Your instructions: The word to find is "quotes". Copy each line of the material that contains it.

*** Data provided ***

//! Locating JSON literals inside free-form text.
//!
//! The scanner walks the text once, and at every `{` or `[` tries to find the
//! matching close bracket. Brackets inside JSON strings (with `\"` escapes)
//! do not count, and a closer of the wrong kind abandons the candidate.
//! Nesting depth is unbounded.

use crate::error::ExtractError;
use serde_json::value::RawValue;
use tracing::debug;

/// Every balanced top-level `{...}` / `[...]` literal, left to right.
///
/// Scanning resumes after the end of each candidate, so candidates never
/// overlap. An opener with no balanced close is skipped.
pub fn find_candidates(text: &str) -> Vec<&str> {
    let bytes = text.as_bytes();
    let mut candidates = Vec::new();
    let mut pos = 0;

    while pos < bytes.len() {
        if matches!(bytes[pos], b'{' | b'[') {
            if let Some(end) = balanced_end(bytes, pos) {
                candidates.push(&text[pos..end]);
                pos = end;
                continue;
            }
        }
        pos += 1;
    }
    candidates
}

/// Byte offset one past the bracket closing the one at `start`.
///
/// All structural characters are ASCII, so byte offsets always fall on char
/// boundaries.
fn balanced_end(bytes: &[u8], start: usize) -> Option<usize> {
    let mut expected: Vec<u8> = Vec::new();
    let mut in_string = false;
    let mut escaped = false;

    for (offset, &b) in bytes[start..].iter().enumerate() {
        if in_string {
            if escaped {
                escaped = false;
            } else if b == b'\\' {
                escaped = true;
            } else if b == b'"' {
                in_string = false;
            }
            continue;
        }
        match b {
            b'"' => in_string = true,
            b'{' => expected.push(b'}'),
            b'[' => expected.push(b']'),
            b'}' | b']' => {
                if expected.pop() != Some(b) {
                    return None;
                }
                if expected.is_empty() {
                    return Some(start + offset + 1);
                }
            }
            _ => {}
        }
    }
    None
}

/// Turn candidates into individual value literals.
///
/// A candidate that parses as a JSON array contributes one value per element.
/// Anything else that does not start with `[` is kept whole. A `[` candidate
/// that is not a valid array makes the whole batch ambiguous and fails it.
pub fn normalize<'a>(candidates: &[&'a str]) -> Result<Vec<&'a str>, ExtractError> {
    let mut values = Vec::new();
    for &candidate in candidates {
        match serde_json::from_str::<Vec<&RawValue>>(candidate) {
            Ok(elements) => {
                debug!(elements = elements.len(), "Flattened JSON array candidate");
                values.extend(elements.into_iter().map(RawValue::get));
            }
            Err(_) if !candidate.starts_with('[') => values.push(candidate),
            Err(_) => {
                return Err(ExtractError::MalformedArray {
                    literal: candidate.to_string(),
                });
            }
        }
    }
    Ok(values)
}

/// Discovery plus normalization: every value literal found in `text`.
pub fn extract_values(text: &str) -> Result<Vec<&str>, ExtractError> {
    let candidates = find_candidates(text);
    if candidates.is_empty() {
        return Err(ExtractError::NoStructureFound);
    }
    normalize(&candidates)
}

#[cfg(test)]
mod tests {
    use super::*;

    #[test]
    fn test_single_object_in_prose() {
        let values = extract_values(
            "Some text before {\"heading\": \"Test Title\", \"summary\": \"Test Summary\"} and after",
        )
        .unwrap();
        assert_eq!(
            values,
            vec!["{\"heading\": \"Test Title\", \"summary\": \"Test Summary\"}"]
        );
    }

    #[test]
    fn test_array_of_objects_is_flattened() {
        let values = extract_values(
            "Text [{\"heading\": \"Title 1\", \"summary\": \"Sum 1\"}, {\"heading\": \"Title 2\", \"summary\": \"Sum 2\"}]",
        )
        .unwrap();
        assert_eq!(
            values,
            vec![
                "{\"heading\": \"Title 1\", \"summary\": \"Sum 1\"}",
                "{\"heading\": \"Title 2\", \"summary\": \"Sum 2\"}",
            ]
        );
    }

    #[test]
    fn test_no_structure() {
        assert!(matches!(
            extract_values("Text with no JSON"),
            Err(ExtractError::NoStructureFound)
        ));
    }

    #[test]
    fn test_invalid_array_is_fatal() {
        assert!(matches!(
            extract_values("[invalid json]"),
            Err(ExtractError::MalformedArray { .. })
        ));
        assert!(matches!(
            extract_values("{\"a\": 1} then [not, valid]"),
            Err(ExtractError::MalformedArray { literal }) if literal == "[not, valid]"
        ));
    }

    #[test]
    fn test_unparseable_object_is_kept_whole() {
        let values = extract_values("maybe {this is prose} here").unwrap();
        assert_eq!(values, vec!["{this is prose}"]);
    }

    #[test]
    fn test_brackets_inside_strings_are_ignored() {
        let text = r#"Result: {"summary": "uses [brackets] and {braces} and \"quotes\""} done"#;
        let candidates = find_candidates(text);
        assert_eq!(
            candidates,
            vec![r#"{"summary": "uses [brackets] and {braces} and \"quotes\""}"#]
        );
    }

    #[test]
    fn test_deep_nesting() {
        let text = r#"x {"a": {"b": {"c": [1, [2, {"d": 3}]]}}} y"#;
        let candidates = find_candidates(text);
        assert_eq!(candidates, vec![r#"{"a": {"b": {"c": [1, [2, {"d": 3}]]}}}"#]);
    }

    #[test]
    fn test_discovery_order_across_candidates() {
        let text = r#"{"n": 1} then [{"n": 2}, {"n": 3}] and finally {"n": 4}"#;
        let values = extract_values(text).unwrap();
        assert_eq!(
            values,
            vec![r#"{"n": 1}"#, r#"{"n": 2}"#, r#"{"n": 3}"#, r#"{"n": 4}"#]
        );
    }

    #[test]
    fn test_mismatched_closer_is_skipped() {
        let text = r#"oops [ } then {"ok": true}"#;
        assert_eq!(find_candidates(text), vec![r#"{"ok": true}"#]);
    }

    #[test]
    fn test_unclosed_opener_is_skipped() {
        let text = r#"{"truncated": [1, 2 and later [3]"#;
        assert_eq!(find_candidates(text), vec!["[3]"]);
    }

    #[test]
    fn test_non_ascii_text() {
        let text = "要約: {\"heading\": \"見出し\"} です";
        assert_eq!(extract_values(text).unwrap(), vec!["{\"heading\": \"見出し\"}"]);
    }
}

***
*** Data provided ***

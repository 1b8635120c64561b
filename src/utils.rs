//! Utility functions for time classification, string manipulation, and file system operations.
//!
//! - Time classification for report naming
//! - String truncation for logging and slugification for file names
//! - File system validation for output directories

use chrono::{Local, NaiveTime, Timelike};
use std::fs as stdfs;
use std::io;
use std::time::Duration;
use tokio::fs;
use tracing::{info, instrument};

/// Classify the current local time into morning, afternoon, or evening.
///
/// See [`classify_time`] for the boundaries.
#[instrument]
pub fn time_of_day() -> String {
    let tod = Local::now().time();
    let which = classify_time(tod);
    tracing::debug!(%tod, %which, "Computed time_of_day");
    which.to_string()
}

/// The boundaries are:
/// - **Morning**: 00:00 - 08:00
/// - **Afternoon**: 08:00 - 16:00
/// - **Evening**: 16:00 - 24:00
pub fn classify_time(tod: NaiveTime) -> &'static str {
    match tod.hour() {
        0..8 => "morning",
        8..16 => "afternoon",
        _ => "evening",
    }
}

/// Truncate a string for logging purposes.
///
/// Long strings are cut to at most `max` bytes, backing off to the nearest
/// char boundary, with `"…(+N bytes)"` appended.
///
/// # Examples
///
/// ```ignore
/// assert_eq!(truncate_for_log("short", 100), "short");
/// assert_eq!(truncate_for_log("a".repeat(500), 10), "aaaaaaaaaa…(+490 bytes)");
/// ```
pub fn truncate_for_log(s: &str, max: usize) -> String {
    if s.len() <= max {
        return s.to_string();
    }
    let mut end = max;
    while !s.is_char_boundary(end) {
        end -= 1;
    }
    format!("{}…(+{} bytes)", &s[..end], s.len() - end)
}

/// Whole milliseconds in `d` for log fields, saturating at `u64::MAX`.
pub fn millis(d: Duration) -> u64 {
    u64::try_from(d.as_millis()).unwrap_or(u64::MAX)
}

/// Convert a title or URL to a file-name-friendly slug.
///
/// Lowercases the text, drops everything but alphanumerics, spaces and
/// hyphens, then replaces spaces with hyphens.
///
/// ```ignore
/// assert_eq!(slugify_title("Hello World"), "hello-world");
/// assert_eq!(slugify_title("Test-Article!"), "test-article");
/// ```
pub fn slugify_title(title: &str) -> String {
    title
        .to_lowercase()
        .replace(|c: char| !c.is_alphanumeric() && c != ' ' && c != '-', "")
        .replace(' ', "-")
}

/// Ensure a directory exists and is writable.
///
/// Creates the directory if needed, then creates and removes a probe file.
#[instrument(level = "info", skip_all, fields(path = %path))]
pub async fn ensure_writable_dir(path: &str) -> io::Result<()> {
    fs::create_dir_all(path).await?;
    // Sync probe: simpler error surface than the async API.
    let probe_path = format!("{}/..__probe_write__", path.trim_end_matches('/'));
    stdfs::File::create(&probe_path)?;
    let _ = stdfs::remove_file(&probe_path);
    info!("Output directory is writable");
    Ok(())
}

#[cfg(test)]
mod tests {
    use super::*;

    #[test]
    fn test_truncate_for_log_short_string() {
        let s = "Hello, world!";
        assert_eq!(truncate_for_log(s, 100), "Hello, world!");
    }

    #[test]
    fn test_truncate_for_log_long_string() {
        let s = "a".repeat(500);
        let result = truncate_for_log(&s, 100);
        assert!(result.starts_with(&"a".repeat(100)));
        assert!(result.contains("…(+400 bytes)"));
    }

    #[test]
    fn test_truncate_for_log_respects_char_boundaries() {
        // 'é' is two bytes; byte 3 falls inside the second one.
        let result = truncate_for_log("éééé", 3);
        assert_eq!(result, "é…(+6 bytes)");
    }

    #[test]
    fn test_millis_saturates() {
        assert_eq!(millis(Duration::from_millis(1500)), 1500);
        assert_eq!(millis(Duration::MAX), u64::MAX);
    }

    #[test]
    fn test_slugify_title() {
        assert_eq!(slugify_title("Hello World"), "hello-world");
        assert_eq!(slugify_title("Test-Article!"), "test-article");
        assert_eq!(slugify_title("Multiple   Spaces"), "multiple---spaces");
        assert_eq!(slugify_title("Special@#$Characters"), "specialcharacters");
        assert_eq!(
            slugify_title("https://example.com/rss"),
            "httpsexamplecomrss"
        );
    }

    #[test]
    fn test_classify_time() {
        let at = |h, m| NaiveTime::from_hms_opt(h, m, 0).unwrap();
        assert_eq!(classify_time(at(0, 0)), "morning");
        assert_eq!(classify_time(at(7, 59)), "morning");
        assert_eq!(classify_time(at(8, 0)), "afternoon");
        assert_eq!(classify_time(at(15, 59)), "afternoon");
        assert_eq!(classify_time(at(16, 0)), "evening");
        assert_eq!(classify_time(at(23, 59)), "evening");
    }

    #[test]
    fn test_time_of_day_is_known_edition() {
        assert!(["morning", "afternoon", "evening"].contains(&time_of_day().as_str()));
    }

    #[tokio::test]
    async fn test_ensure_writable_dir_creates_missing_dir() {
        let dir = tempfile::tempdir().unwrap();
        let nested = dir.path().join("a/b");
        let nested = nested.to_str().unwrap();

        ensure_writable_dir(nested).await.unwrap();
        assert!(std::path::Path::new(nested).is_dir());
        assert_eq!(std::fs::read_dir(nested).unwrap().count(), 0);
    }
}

***

Output:
        let text = r#"Result: {"summary": "uses [brackets] and {braces} and \"quotes\""} done"#;
            vec![r#"{"summary": "uses [brackets] and {braces} and \"quotes\""}"#]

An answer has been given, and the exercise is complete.